* [AIM OF THE TASK]: Reproduce the entries exactly, beginning with the line containing "the leading dot" and ending with their last line, both included.

(Stored data entries)
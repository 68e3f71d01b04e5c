use clap::Parser;
use reencode_core::{ScanConfig, DEFAULT_EXTENSIONS};
use std::path::PathBuf;

pub const DEFAULT_VIDEO_DIR: &str = "/Volumes/video/Other Rips";

#[derive(Debug, PartialEq, Eq, Parser)]
#[command(name = "reencode", version, about = "Video Reencode")]
pub struct Cli {
    /// Directory to search
    #[arg(short, long, default_value = DEFAULT_VIDEO_DIR)]
    pub directory: PathBuf,

    /// Supported file extensions, including the leading dot
    #[arg(short, long, num_args = 1.., default_values = DEFAULT_EXTENSIONS)]
    pub extensions: Vec<String>,
}

impl Cli {
    pub fn scan_config(&self) -> ScanConfig {
        ScanConfig::new(self.extensions.clone())
    }
}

* [EXPECTED ANSWER]:
    /// Supported file extensions, including the leading dot
    #[arg(short, long, num_args = 1.., default_values = DEFAULT_EXTENSIONS)]
    pub extensions: Vec<String>,
}

impl Cli {
    pub fn scan_config(&self) -> ScanConfig {
        ScanConfig::new(self.extensions.clone())
    }
}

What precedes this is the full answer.